A novel polypeptide from shark cartilage with potent anti-angiogenic activity

• Published in: Cancer biology & therapy Vol. 6; no. 5; pp. 775 - 780
• Main Authors: Zheng, Lanhong, Ling, Peixue, Wang, Zheng, Niu, Rongli, Hu, Chaoxin, Zhang, Tianmin, Lin, Xiukun
• Format: Journal Article
• Language: English
• Published: United States Taylor & Francis 01.05.2007
• Subjects: Alkaline Phosphatase - metabolism; Angiogenesis Inhibitors - pharmacology; Animals; Binding; Biology; Bioscience; Calcium; Cancer; Cartilage - chemistry; Cell; Cell Movement - drug effects; Cells, Cultured; Cycle; Embryo, Nonmammalian - drug effects; Endothelium, Vascular - cytology; Endothelium, Vascular - drug effects; Endothelium, Vascular - metabolism; Landes; Microcirculation; Neovascularization, Physiologic - drug effects; Organogenesis; Peptides - pharmacology; Proteins; Sharks; Tissue Extracts - pharmacology; Umbilical Veins - cytology; Umbilical Veins - drug effects; Umbilical Veins - metabolism; Vascular Endothelial Growth Factor A - metabolism; Zebrafish - embryology; Zebrafish - metabolism
• ISSN: 1538-4047; 1555-8576
• DOI: 10.4161/cbt.6.5.4002

Using guanidine-HCl extraction, acetone precipitation, ultra-filtration and chromatography, a novel polypeptide with potent anti-angiogenic activity was purified from cartilage of the shark, Prionace glauca. N-terminal amino acid sequence analysis and SDS-PAGE revealed that the substance is a novel polypeptide with MW 15500 (PG155).

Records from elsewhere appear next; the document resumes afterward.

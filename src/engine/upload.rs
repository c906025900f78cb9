use futures::StreamExt;
use reqwest::header::CONTENT_LENGTH;
use reqwest::{Body, Client};
use std::time::Instant;
use tracing::debug;

use super::error::SpeedTestError;
use super::types::{format_bytes, EventSender, SpeedTestEvent, TestType, TransferReport};

const UPLOAD_CHUNK_SIZE: usize = 64 * 1024;

/// Run a single upload test with a generated payload of `size` bytes.
pub async fn test_upload(
    client: &Client,
    url: &str,
    size: usize,
    tx: Option<&EventSender>,
) -> Result<TransferReport, SpeedTestError> {
    let total = size as u64;
    let progress_tx = tx.cloned();
    let start = Instant::now();
    let mut sent: u64 = 0;

    let chunks = futures::stream::iter(chunk_lengths(size)).map(move |len| {
        sent += len as u64;
        if let Some(tx) = &progress_tx {
            let elapsed = start.elapsed().as_secs_f64();
            let current_mbps = if elapsed > 0.0 {
                (sent as f64 * 8.0) / (elapsed * 1_000_000.0)
            } else {
                0.0
            };
            let _ = tx.try_send(SpeedTestEvent::TransferProgress {
                test_type: TestType::Upload,
                bytes_so_far: sent,
                total_bytes: Some(total),
                current_mbps,
            });
        }
        Ok::<_, std::io::Error>(vec![1u8; len])
    });

    let resp = client
        .post(url)
        .header(CONTENT_LENGTH, total)
        .body(Body::wrap_stream(chunks))
        .send()
        .await?
        .error_for_status()?;
    let elapsed = start.elapsed();

    // Drain response body after timing
    let _ = resp.bytes().await?;

    let report = TransferReport::new(TestType::Upload, total, elapsed);
    debug!(
        "Upload {}: {:.1} Mbps in {:.0}ms",
        format_bytes(size),
        report.mbps,
        report.elapsed_ms
    );

    Ok(report)
}

fn chunk_lengths(size: usize) -> Vec<usize> {
    let mut lengths = vec![UPLOAD_CHUNK_SIZE; size / UPLOAD_CHUNK_SIZE];
    if size % UPLOAD_CHUNK_SIZE != 0 {
        lengths.push(size % UPLOAD_CHUNK_SIZE);
    }
    lengths
}
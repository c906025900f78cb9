use std::fs::{self, File};
use std::io::{BufWriter, Write};
use std::path::Path;

use anyhow::{Context, Result};
use tracing::info;

use super::csv::write_csv;
use super::json::write_json_pretty;
use crate::engine::types::SpeedTestResult;

/// Write `result` to `path`, creating parent directories as needed.
/// The format follows the extension: `.csv` gives CSV, anything else JSON.
pub fn write_report(path: &Path, result: &SpeedTestResult) -> Result<()> {
    if let Some(parent) = path.parent().filter(|p| !p.as_os_str().is_empty()) {
        fs::create_dir_all(parent)
            .with_context(|| format!("Failed to create directory {}", parent.display()))?;
    }

    let file =
        File::create(path).with_context(|| format!("Failed to create {}", path.display()))?;
    let mut writer = BufWriter::new(file);

    let is_csv = path
        .extension()
        .is_some_and(|ext| ext.eq_ignore_ascii_case("csv"));
    if is_csv {
        write_csv(&mut writer, result)?;
    } else {
        write_json_pretty(&mut writer, result)?;
    }
    writer.flush()?;

    info!("Report written to {}", path.display());
    Ok(())
}

#[cfg(test)]
mod tests {
    use super::*;
    use crate::engine::types::{ServerReport, TestType, TransferReport};
    use std::time::Duration;

    fn sample() -> SpeedTestResult {
        SpeedTestResult {
            reports: vec![ServerReport {
                server: "Alpha".to_string(),
                latency: None,
                download: Some(TransferReport::new(
                    TestType::Download,
                    1_000_000,
                    Duration::from_secs(1),
                )),
                upload: None,
            }],
            failures: Vec::new(),
        }
    }

    #[test]
    fn test_write_json_report_creates_dirs() {
        let dir = tempfile::tempdir().unwrap();
        let path = dir.path().join("nested/out/report.json");
        write_report(&path, &sample()).unwrap();

        let text = fs::read_to_string(&path).unwrap();
        let value: serde_json::Value = serde_json::from_str(&text).unwrap();
        assert_eq!(value["reports"][0]["server"], "Alpha");
    }

    #[test]
    fn test_write_csv_report() {
        let dir = tempfile::tempdir().unwrap();
        let path = dir.path().join("report.CSV");
        write_report(&path, &sample()).unwrap();

        let text = fs::read_to_string(&path).unwrap();
        assert!(text.starts_with("server,test_type,bytes"));
        assert!(text.contains("Alpha,download,1000000"));
    }
}
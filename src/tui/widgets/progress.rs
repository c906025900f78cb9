use ratatui::layout::Rect;
use ratatui::style::Style;
use ratatui::text::{Line, Span};
use ratatui::widgets::Paragraph;
use ratatui::Frame;

use crate::tui::app::{App, Phase};
use crate::tui::theme;

pub fn render(f: &mut Frame, area: Rect, app: &App) {
    let progress = app.overall_progress();
    let bar_width = area.width.saturating_sub(24) as usize;
    let filled = (progress * bar_width as f64) as usize;
    let empty = bar_width.saturating_sub(filled);

    let label = match app.phase {
        Phase::Connecting => "Connecting...".to_string(),
        Phase::Latency => {
            format!("Latency {}/{}", app.latency_index, app.latency_total)
        }
        Phase::Download | Phase::Upload => {
            let direction = app
                .current_test_type
                .map(|t| t.to_string())
                .unwrap_or_default();
            match app.transfer_percent {
                Some(p) => format!("{direction} {p:.0}%"),
                None => format!("{direction} …"),
            }
        }
        Phase::Results => "Complete".to_string(),
        Phase::Cancelled => "Cancelled".to_string(),
        Phase::Failed => "Failed".to_string(),
    };

    let line = Line::from(vec![
        Span::styled("▰".repeat(filled), Style::default().fg(theme::HEADER_COLOR)),
        Span::styled("▱".repeat(empty), Style::default().fg(theme::DIM_TEXT)),
        Span::raw("  "),
        Span::styled(label, Style::default().fg(theme::DIM_TEXT)),
    ]);

    let paragraph = Paragraph::new(line);
    f.render_widget(paragraph, area);
}
pub mod cancel;
pub mod client;
pub mod download;
pub mod error;
pub mod latency;
pub mod ping;
pub mod runner;
pub mod servers;
pub mod types;
pub mod upload;
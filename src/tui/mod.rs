pub mod app;
pub mod theme;
pub mod ui;
pub mod widgets;

use std::io;
use std::time::Duration;

use anyhow::{anyhow, Result};
use crossterm::event::{self, Event, KeyCode, KeyEventKind, KeyModifiers};
use crossterm::terminal::{self, EnterAlternateScreen, LeaveAlternateScreen};
use crossterm::ExecutableCommand;
use ratatui::backend::CrosstermBackend;
use ratatui::Terminal;
use tokio::sync::mpsc;
use tracing::debug;

use crate::engine::cancel::{CancelToken, Canceller};
use crate::engine::runner::run_speed_test;
use crate::engine::servers::ServerList;
use crate::engine::types::{SpeedTestConfig, SpeedTestEvent, SpeedTestResult, SpeedUnit};

use app::App;

/// Run the full-screen TUI speed test.
pub async fn run(
    client: reqwest::Client,
    servers: ServerList,
    config: SpeedTestConfig,
    unit: SpeedUnit,
    canceller: Canceller,
    cancel: CancelToken,
) -> Result<SpeedTestResult> {
    // Setup terminal
    terminal::enable_raw_mode()?;
    io::stdout().execute(EnterAlternateScreen)?;
    let backend = CrosstermBackend::new(io::stdout());
    let mut terminal = Terminal::new(backend)?;
    terminal.clear()?;

    let result = run_inner(&mut terminal, client, servers, config, unit, canceller, cancel).await;

    // Restore terminal
    terminal::disable_raw_mode()?;
    io::stdout().execute(LeaveAlternateScreen)?;
    terminal.show_cursor()?;

    result
}

async fn run_inner(
    terminal: &mut Terminal<CrosstermBackend<io::Stdout>>,
    client: reqwest::Client,
    servers: ServerList,
    config: SpeedTestConfig,
    unit: SpeedUnit,
    canceller: Canceller,
    cancel: CancelToken,
) -> Result<SpeedTestResult> {
    let mut app = App::new(config.clone(), unit, servers.len());

    let (tx, mut rx) = mpsc::channel::<SpeedTestEvent>(256);

    // Spawn engine
    let engine_handle = tokio::spawn(async move {
        run_speed_test(&client, &servers, &config, tx, cancel).await
    });

    let tick_rate = Duration::from_millis(50);

    loop {
        // Draw
        terminal.draw(|f| ui::draw(f, &app))?;

        // Drain all pending engine events
        loop {
            match rx.try_recv() {
                Ok(event) => app.handle_event(event),
                Err(mpsc::error::TryRecvError::Empty) => break,
                Err(mpsc::error::TryRecvError::Disconnected) => break,
            }
        }

        // Check for key events (non-blocking)
        if event::poll(tick_rate)? {
            if let Event::Key(key) = event::read()? {
                if key.kind == KeyEventKind::Press {
                    let ctrl_c = key.code == KeyCode::Char('c')
                        && key.modifiers.contains(KeyModifiers::CONTROL);
                    match key.code {
                        KeyCode::Char('q') | KeyCode::Char('Q') | KeyCode::Esc => {
                            app.should_quit = true;
                        }
                        _ if ctrl_c => app.should_quit = true,
                        _ => {}
                    }
                }
            }
        }

        if app.should_quit {
            if !app.is_finished() {
                debug!("Quit requested while running, cancelling");
                canceller.cancel();
            }
            break;
        }
    }

    // Wait for engine to finish (or abort)
    drop(rx);
    let outcome = engine_handle
        .await
        .map_err(|e| anyhow!("speed test task failed: {e}"))?;
    Ok(outcome?)
}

The anti-angiogenic effects of PG155 were evaluated using zebrafish embryos model in vivo. Treatment of the embryos with 20 μg/ml PG155 resulted in a significant reduction in the growth of subintestinal vessels (SIVs). A higher dose resulted in almost complete inhibition of SIV growth, as observed by endogenous alkaline phosphatase (EAP) staining assay. An in vitro transwell experiment revealed that the polypeptide inhibited vascular endothelial growth factor (VEGF) induced migration and tubulogenesis of human umbilical vein endothelial cells (HUVECs). Exposure of HUVECs in 20 μg/ml PG155 significantly decreased the density of migrated cells. Almost complete inhibition of cell migration was found when HUVECs were treated with 40-80 μg/ml PG155. PG155 (20 μg/ml) markedly inhibited the tube formation of HUVECs and a dose-dependent effect was also found when treatment of HUVECs with PG155 at the concentration from 20 to 160 μg/ml.